- Sherri Papini is speaking out publicly for the first time since her faked “abduction” turned her into a media sensation.
- Papini went “missing” for three weeks in 2016, later claiming she was abducted — but she was actually with her ex-boyfriend, who helped her create fake injuries to create the appearance of a kidnapping.
- Papini, who served time in federal prison, admits she “kept some secrets” about but still maintains she was “tortured” and “branded.”
Sherri Papini, the California mom who claimed that she’d been kidnapped while out jogging before admitting her claim was a hoax and spending time in federal prison, is speaking out.
“Haven’t you ever lied? And then, has the lie been blown up?” Papini says in a trailer for the new docuseries Sherri Papini: Caught in the Lie. “I went missing in 2016, was gone for 22 days. I was tortured; I was branded; I was chained to a wall. All that is true. I did keep some secrets from you, though.”
The four-part docuseries premieres on ID Monday, May 26 at 9/8c and features “exclusive access to Sherri Papini herself” and “retraces Papini’s case from the days leading up to her disappearance into her alleged abduction, her shocking return to her family, and the subsequent aftermath that led to her 2022 arrest by federal authorities,” per a press release.
“For the first time, Papini will share her account of events as she recalls them, offering rare insights into her mindset during her disappearance and the subsequent investigation into her abduction claims upon her return home,” the release continues.
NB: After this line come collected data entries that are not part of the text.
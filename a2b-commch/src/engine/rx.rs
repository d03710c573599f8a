use crate::core::{MessageId, NodeAddr, SequenceNumber};
use crate::engine::CodecState;
use crate::event::{Event, EventKind};
use crate::format::{Frame, FrameType, MAX_MESSAGE_LENGTH};
use crate::message::{Message, MessageBuffer};

#[derive(Debug, Clone, Copy, PartialEq, Eq)]
#[cfg_attr(feature = "defmt", derive(defmt::Format))]
pub enum RxStatus {
    Idle,
    /// A segmented message is being reassembled
    Busy,
}

/// Reassembly state machine
///
/// Rules:
/// 1. A single frame (SF) always restarts reception and completes a message immediately.
///    It may declare a length of 0 or 1 only.
/// 2. A first frame (FF) always restarts reception and enters `Cts`.
///    It must declare a length of at least 2.
/// 3. A length of `MAX_MESSAGE_LENGTH` or more is reported as `RxExceededCapacity`.
/// 4. A consecutive frame (CF) is accepted in `Cts` only, from the node that sent the FF, with
///    the expected sequence number. A wrong sequence number is reported as `RxSnError`.
/// 5. Any other frame is reported as `RxInvalidFrame`.
/// 6. Every error drops the partial message. A partial message is never delivered.
/// 7. CF bytes beyond the declared length are padding.
///
/// The delivered message borrows the engine buffer. It stays intact until the next SF or FF.
pub struct RxEngine {
    status: RxStatus,
    state: CodecState,
    seq: SequenceNumber,
    id: MessageId,
    source: NodeAddr,
    buffer: MessageBuffer,
}

impl RxEngine {
    pub const fn new() -> Self {
        Self {
            status: RxStatus::Idle,
            state: CodecState::Init,
            seq: SequenceNumber::START,
            id: MessageId::from_u8_truncating(0),
            source: NodeAddr::MASTER,
            buffer: MessageBuffer::new(),
        }
    }

    pub fn status(&self) -> RxStatus {
        self.status
    }

    pub fn state(&self) -> CodecState {
        self.state
    }

    /// Sequence number expected in the next consecutive frame
    pub fn sequence(&self) -> SequenceNumber {
        self.seq
    }

    /// Number of message bytes received so far
    pub fn cursor(&self) -> usize {
        self.buffer.cursor()
    }

    /// Processes a single frame received from `source`.
    ///
    /// Returns an event when the frame completes a message or breaks reception.
    pub fn decode_frame(&mut self, frame: Frame, source: NodeAddr) -> Option<Event<'_>> {
        let header = frame.header();
        match (header.frame_type(), self.state) {
            (Some(FrameType::Single), _) => self.single_frame(frame, source),
            (Some(FrameType::First), _) => self.first_frame(frame, source),
            (Some(FrameType::Consecutive), CodecState::Cts) => {
                self.consecutive_frame(frame, source)
            }
            (_, _) => {
                warn!("Unexpected {:?} from {:?}", header, source);
                self.fail(EventKind::RxInvalidFrame, source)
            }
        }
    }

    fn single_frame(&mut self, frame: Frame, source: NodeAddr) -> Option<Event<'_>> {
        self.restart();
        let length = frame.declared_length();
        if length >= MAX_MESSAGE_LENGTH {
            warn!("SF from {:?} declares {} bytes", source, length);
            return self.fail(EventKind::RxExceededCapacity, source);
        }
        if length > 1 {
            warn!("SF from {:?} declares {} bytes", source, length);
            return self.fail(EventKind::RxInvalidFrame, source);
        }

        unwrap!(self.buffer.declare(length));
        self.buffer.append(&[frame.first_byte()]);
        self.id = frame.header().message_id();
        self.source = source;
        self.complete()
    }

    fn first_frame(&mut self, frame: Frame, source: NodeAddr) -> Option<Event<'_>> {
        self.restart();
        let length = frame.declared_length();
        if length >= MAX_MESSAGE_LENGTH {
            warn!("FF from {:?} declares {} bytes", source, length);
            return self.fail(EventKind::RxExceededCapacity, source);
        }
        if length < 2 {
            warn!("FF from {:?} declares {} bytes", source, length);
            return self.fail(EventKind::RxInvalidFrame, source);
        }

        unwrap!(self.buffer.declare(length));
        self.buffer.append(&[frame.first_byte()]);
        self.id = frame.header().message_id();
        self.source = source;
        self.state = CodecState::Cts;
        self.status = RxStatus::Busy;
        trace!("FF id={:?} length={} from {:?}", self.id, length, source);
        None
    }

    fn consecutive_frame(&mut self, frame: Frame, source: NodeAddr) -> Option<Event<'_>> {
        if source != self.source {
            warn!("CF from {:?}, receiving from {:?}", source, self.source);
            return self.fail(EventKind::RxInvalidFrame, source);
        }

        let seq = frame.header().sequence();
        if seq != self.seq {
            warn!("CF seq={:?}, expected {:?}", seq, self.seq);
            return self.fail(EventKind::RxSnError, source);
        }

        self.seq = seq.next();
        self.buffer.append(frame.consecutive_data());
        if self.buffer.is_complete() {
            self.complete()
        } else {
            None
        }
    }

    fn complete(&mut self) -> Option<Event<'_>> {
        self.state = CodecState::Init;
        self.status = RxStatus::Idle;
        self.seq = SequenceNumber::START;
        self.buffer.rewind();
        debug!(
            "Received message id={:?} length={} from {:?}",
            self.id,
            self.buffer.len(),
            self.source
        );

        let message = Message::new(self.id, self.buffer.as_slice());
        Some(Event::new(EventKind::RxMsg, self.source, Some(message)))
    }

    fn fail(&mut self, kind: EventKind, source: NodeAddr) -> Option<Event<'_>> {
        self.reset();
        Some(Event::new(kind, source, None))
    }

    // An SF or FF ends any message in progress
    fn restart(&mut self) {
        if self.state == CodecState::Cts {
            warn!(
                "Abandon message id={:?} from {:?} at {}/{} bytes",
                self.id,
                self.source,
                self.buffer.cursor(),
                self.buffer.len()
            );
        }
        self.reset();
    }

    pub fn reset(&mut self) {
        self.status = RxStatus::Idle;
        self.state = CodecState::Init;
        self.seq = SequenceNumber::START;
        self.buffer.clear();
    }
}

impl Default for RxEngine {
    fn default() -> Self {
        Self::new()
    }
}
Investigation Discovery/YouTube
The docuseries will also focus on her life after prison and her struggle to get joint custody of her two kids with ex-husband Keith Papini.
Papini’s story started on Nov. 2, 2016, the day she claimed she’d gone out for a jog in her Redding neighborhood and was kidnapped by two armed, masked Hispanic women, whom she alleged had tortured her, branded her and kept her chained in a bedroom.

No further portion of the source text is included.